Atlanta not the worst place for drivers? Really?

So you struggle out of your car after yet another nightmare and of course, you are not surprised to see that Atlanta is actually not among the worst cities in the country for driving.

Wait – what?

Well, the list-happy, intensely calculatin' folks at WalletHub have come up with a list of the best and worst cities for driving. And of course, we couldn't resist clicking that email message, figuring we'd have at least the moral satisfaction of seeing just how horribly ranked our dear Atlanta is.

Only. No. The worst ten are all either coastal or northern. And we are not only not the worst, Atlanta ranks 55th – that's 55th best. That means we are just the 45th worst – which really, when you come down to it, is kind of an insult.
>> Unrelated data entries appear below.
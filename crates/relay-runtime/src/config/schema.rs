//! Configuration schema definitions.

use std::collections::BTreeMap;
use std::fmt;
use std::path::PathBuf;

use serde::{Deserialize, Serialize};

/// Root configuration structure.
#[derive(Debug, Clone, Serialize, Deserialize, Default, PartialEq)]
pub struct RelayConfig {
    /// Command trigger settings.
    #[serde(default)]
    pub commands: CommandsConfig,

    /// Logging settings.
    #[serde(default)]
    pub logging: LoggingConfig,
}

/// Command trigger settings.
#[derive(Debug, Clone, Serialize, Deserialize, PartialEq)]
pub struct CommandsConfig {
    /// Literal that starts a prefix command.
    #[serde(default = "default_prefix")]
    pub prefix: String,

    /// Whether mentioning the bot also starts a prefix command.
    #[serde(default)]
    pub when_mention: bool,

    /// Whether unknown commands get an ephemeral reply.
    #[serde(default = "default_reply_on_unknown")]
    pub reply_on_unknown: bool,
}

impl Default for CommandsConfig {
    fn default() -> Self {
        Self {
            prefix: default_prefix(),
            when_mention: false,
            reply_on_unknown: default_reply_on_unknown(),
        }
    }
}

fn default_prefix() -> String {
    "!".to_string()
}

fn default_reply_on_unknown() -> bool {
    true
}

/// Logging settings.
#[derive(Debug, Clone, Serialize, Deserialize, PartialEq)]
pub struct LoggingConfig {
    /// Base log level. `RUST_LOG` takes precedence when set.
    #[serde(default)]
    pub level: LogLevel,

    /// Output format.
    #[serde(default)]
    pub format: LogFormat,

    /// Output destination.
    #[serde(default)]
    pub output: LogOutput,

    /// Log file path, required for file output.
    #[serde(default)]
    pub file_path: Option<PathBuf>,

    /// Number of daily log files to keep.
    #[serde(default = "default_max_files")]
    pub max_files: u32,

    /// Span lifecycle events to log.
    #[serde(default)]
    pub span_events: SpanEventConfig,

    /// Include thread ids.
    #[serde(default)]
    pub thread_ids: bool,

    /// Include source file and line.
    #[serde(default)]
    pub file_location: bool,

    /// Per-module level overrides, e.g. `relay_framework = "debug"`.
    #[serde(default)]
    pub filters: BTreeMap<String, LogLevel>,
}

impl Default for LoggingConfig {
    fn default() -> Self {
        Self {
            level: LogLevel::default(),
            format: LogFormat::default(),
            output: LogOutput::default(),
            file_path: None,
            max_files: default_max_files(),
            span_events: SpanEventConfig::default(),
            thread_ids: false,
            file_location: false,
            filters: BTreeMap::new(),
        }
    }
}

fn default_max_files() -> u32 {
    5
}

/// Log level.
#[derive(Debug, Clone, Copy, Default, PartialEq, Eq, Serialize, Deserialize)]
#[serde(rename_all = "lowercase")]
pub enum LogLevel {
    Trace,
    Debug,
    #[default]
    Info,
    Warn,
    Error,
}

impl LogLevel {
    /// Returns the level name as used in filter directives.
    pub fn as_str(self) -> &'static str {
        match self {
            Self::Trace => "trace",
            Self::Debug => "debug",
            Self::Info => "info",
            Self::Warn => "warn",
            Self::Error => "error",
        }
    }

    /// Converts to a `tracing` level.
    pub fn to_tracing_level(self) -> tracing::Level {
        match self {
            Self::Trace => tracing::Level::TRACE,
            Self::Debug => tracing::Level::DEBUG,
            Self::Info => tracing::Level::INFO,
            Self::Warn => tracing::Level::WARN,
            Self::Error => tracing::Level::ERROR,
        }
    }
}

impl fmt::Display for LogLevel {
    fn fmt(&self, f: &mut fmt::Formatter<'_>) -> fmt::Result {
        f.write_str(self.as_str())
    }
}

/// Log output format.
#[derive(Debug, Clone, Copy, Default, PartialEq, Eq, Serialize, Deserialize)]
#[serde(rename_all = "lowercase")]
pub enum LogFormat {
    /// Single line, abbreviated.
    #[default]
    Compact,
    /// Single line with all fields.
    Full,
    /// Multi-line, human oriented.
    Pretty,
    /// Newline-delimited JSON. Needs the `json-log` feature.
    Json,
}

/// Log output destination.
#[derive(Debug, Clone, Copy, Default, PartialEq, Eq, Serialize, Deserialize)]
#[serde(rename_all = "lowercase")]
pub enum LogOutput {
    #[default]
    Stdout,
    Stderr,
    File,
}

/// Span lifecycle events to log.
#[derive(Debug, Clone, Default, PartialEq, Eq, Serialize, Deserialize)]
pub struct SpanEventConfig {
    #[serde(default)]
    pub new: bool,
    #[serde(default)]
    pub enter: bool,
    #[serde(default)]
    pub exit: bool,
    #[serde(default)]
    pub close: bool,
}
But then, if you look at how WalletHub did the calculations, it makes sense. Sorta.

The data gnomes at WalletHub compared cities based on four categories: costs of ownership and maintenance, traffic conditions quality of roads, auto safety and "auto availability and maintenance accessibility." So sadly, they weren't focusing on the kinds of things we obsess about daily – i.e. all those other fools clogging up our darned roads.

Worst rate of car theft? Oakland.

Highest rate of accidents? Baltimore.

Most repair shops per capita? Miami.

Fewest number of car wash options? Boston.

Overall, the best cities for driving? Well, here’s a shock. It’s where there are lots of open spaces, a sprawl of development and really, when ya come right down to it, not that many people.

Number one: Scottsdale, Arizona. In fact, number five of the top six are likewise in the same corner state. Second best city for driving is Tucson. At number three is Corpus Christi, Texas.

Just to prove, perhaps, that there's no hometown favoritism going on, WalletHub's headquarters are located in the city that came in dead last, the city with the absolute worst conditions for driving: Washington, D.C.